Emergono già le prime resistenze da parte dei partiti centristi, in particolare dal Nuovo Centro Destra di Angelino Alfano, ma Renzi dovrebbe avere dalla sua i 5 Stelle e tutta la Sinistra radicale. Anche Berlusconi apre alle unioni civili, ma, dice, “purché si tratti di un traguardo ragionevole”. Ma i tempi sembrano abbastanza maturi, data l’epocale svolta della Chiesa dalla condanna a un sentimento di accoglienza e date le linee guida dell’Unione Europea. Del resto, dovrebbe importare qualcosa allo Stato dell’orientamento sessuale dei suoi cittadini? Esistono, forse, affetti migliori di altri? No, lo dice l’art. 9 della Carta dei diritti fondamentali dell’Unione Europea che sancisce il divieto di discriminazione in base all’orientamento sessuale. Essere gay o lesbiche non è né un merito né un demerito, è una cosa che capita.
Tutti coloro ai quali le unioni omosessuali non vanno giù dovranno, insomma, farsene una ragione. Come scrive il professor Vittorio Lingiardi, psichiatra e psicoanalista, ‹‹è ragionevole dire “io sono personalmente contrario al matrimonio gay” se questo significa “non intendo sposare una persona del mio stesso sesso”. Non lo è se significa “sono personalmente contrario a che lo facciano gli altri”››. Perché non è una questione di opinioni, di idee e moralità, è una questione di diritti e di diritto. E, il diritto, da che mondo è mondo, deve seguire i fatti, ignorando eventuali resistenze al cambiamento, specialmente se tali resistenze sono dettate dal pregiudizio. I concetti di famiglia e matrimonio non possono ritenersi cristallizzati, perché il diritto è duttile, segue le trasformazioni dell’ordinamento e l’evoluzione della società e dei costumi.

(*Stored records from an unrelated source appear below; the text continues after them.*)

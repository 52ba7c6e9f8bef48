//! Benchmark suite for MSF file decoding
//!
//! This benchmark measures full-file decoding (parse + zstd decompression),
//! per-frame canvas rendering, and serialization over synthetic animation sets.
//!
//! Run with: cargo bench --manifest-path benches/Cargo.toml
//!
//! For flamegraph profiling:
//! cargo bench --manifest-path benches/Cargo.toml -- --profile-time=5

use criterion::{BenchmarkId, Criterion, Throughput, criterion_group, criterion_main};
use miu_benches::{build_test_animation, generate_test_msf_data, sizes};
use miu_types::file::msf::File;
use std::hint::black_box;

fn pixel_count(size: (u16, u16, u16)) -> u64 {
	size.0 as u64 * size.1 as u64 * size.2 as u64
}

/// Benchmark full decode: structural parse plus blob decompression
fn bench_decode(c: &mut Criterion) {
	let mut group = c.benchmark_group("msf_decode");

	for (name, size) in [("small", sizes::SMALL), ("medium", sizes::MEDIUM), ("large", sizes::LARGE)]
	{
		let data = generate_test_msf_data(size.0, size.1, size.2);

		group.throughput(Throughput::Elements(pixel_count(size)));
		group.bench_with_input(BenchmarkId::new("from_bytes", name), &data, |b, data| {
			b.iter(|| {
				let result = File::from_bytes(black_box(data));
				black_box(result)
			});
		});
	}

	group.finish();
}

/// Benchmark rendering every frame onto a transparent canvas
fn bench_render(c: &mut Criterion) {
	let mut group = c.benchmark_group("msf_render");

	for (name, size) in [("small", sizes::SMALL), ("medium", sizes::MEDIUM), ("large", sizes::LARGE)]
	{
		let data = generate_test_msf_data(size.0, size.1, size.2);
		let msf = File::from_bytes(&data).unwrap();

		group.throughput(Throughput::Elements(pixel_count(size)));
		group.bench_with_input(BenchmarkId::new("render_frames", name), &msf, |b, msf| {
			b.iter(|| {
				let frames = black_box(msf).render_frames();
				black_box(frames)
			});
		});
	}

	group.finish();
}

/// Benchmark serialization: payload concatenation and zstd compression
fn bench_encode(c: &mut Criterion) {
	let mut group = c.benchmark_group("msf_encode");
	group.sample_size(10);

	for (name, size) in [("small", sizes::SMALL), ("medium", sizes::MEDIUM)] {
		let msf = build_test_animation(size.0, size.1, size.2);

		group.throughput(Throughput::Elements(pixel_count(size)));
		group.bench_with_input(BenchmarkId::new("to_bytes", name), &msf, |b, msf| {
			b.iter(|| {
				let bytes = black_box(msf).to_bytes();
				black_box(bytes)
			});
		});
	}

	group.finish();
}

criterion_group!(benches, bench_decode, bench_render, bench_encode);
criterion_main!(benches);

Verso il matrimonio. Nel 2007 il sindaco (repubblicano!) di San Diego ha affermato: ‹‹Due anni fa credevo che le unioni civili fossero una giusta alternativa. Ho cambiato idea. Il concetto di un’istituzione diversa ma uguale è qualcosa che io non posso sostenere››. Il riconoscimento di uguali diritti agli omosessuali contribuirebbe in modo determinante e prosciugare i sentimenti omofobi. Le legittimazione sul piano civile e giuridico è il primo passo verso una società libera e paritaria. Relegare gli omosessuali a cittadini “minori”, a cui è riconosciuto un surrogato del matrimonio, è delegittimante. Quindi, l’obiezione che “l’importante è che vengano riconosciuti i diritti di due singoli e non di una coppia” non regge. Il riconoscimento dell’uguaglianza tra gay e etero non è una faccenda privata, ma una questione pubblica.